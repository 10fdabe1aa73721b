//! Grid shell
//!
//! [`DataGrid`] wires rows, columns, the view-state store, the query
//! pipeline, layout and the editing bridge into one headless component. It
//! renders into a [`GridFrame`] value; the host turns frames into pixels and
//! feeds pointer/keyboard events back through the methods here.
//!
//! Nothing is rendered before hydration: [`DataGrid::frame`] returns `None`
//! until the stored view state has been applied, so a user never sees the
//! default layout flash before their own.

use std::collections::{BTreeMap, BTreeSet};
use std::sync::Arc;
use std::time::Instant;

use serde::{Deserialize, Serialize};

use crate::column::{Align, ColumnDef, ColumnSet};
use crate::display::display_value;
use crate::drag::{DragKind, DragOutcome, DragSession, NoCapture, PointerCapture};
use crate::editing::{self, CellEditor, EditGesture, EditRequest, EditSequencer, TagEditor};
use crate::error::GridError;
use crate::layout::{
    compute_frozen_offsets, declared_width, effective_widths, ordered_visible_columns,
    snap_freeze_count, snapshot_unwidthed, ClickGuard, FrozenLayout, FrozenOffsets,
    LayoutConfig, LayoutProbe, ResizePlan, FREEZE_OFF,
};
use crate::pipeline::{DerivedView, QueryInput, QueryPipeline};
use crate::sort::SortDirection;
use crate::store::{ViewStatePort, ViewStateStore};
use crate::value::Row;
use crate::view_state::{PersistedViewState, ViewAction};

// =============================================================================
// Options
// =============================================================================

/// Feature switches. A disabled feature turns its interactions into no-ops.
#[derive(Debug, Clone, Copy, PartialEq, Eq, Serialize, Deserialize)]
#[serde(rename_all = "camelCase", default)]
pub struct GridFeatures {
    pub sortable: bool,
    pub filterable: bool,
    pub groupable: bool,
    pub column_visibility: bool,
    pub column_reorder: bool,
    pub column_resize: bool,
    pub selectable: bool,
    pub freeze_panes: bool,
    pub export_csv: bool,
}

To do: For this exercise, transcribe all the records exactly.

The answer:
repository 10fdabe1aa73721b
//! Grid shell
//!
//! [`DataGrid`] wires rows, columns, the view-state store, the query
//! pipeline, layout and the editing bridge into one headless component. It
//! renders into a [`GridFrame`] value; the host turns frames into pixels and
//! feeds pointer/keyboard events back through the methods here.
//!
//! Nothing is rendered before hydration: [`DataGrid::frame`] returns `None`
//! until the stored view state has been applied, so a user never sees the
//! default layout flash before their own.

use std::collections::{BTreeMap, BTreeSet};
use std::sync::Arc;
use std::time::Instant;

use serde::{Deserialize, Serialize};

use crate::column::{Align, ColumnDef, ColumnSet};
use crate::display::display_value;
use crate::drag::{DragKind, DragOutcome, DragSession, NoCapture, PointerCapture};
use crate::editing::{self, CellEditor, EditGesture, EditRequest, EditSequencer, TagEditor};
use crate::error::GridError;
use crate::layout::{
    compute_frozen_offsets, declared_width, effective_widths, ordered_visible_columns,
    snap_freeze_count, snapshot_unwidthed, ClickGuard, FrozenLayout, FrozenOffsets,
    LayoutConfig, LayoutProbe, ResizePlan, FREEZE_OFF,
};
use crate::pipeline::{DerivedView, QueryInput, QueryPipeline};
use crate::sort::SortDirection;
use crate::store::{ViewStatePort, ViewStateStore};
use crate::value::Row;
use crate::view_state::{PersistedViewState, ViewAction};

// =============================================================================
// Options
// =============================================================================

/// Feature switches. A disabled feature turns its interactions into no-ops.
#[derive(Debug, Clone, Copy, PartialEq, Eq, Serialize, Deserialize)]
#[serde(rename_all = "camelCase", default)]
pub struct GridFeatures {
    pub sortable: bool,
    pub filterable: bool,
    pub groupable: bool,
    pub column_visibility: bool,
    pub column_reorder: bool,
    pub column_resize: bool,
    pub selectable: bool,
    pub freeze_panes: bool,
    pub export_csv: bool,
}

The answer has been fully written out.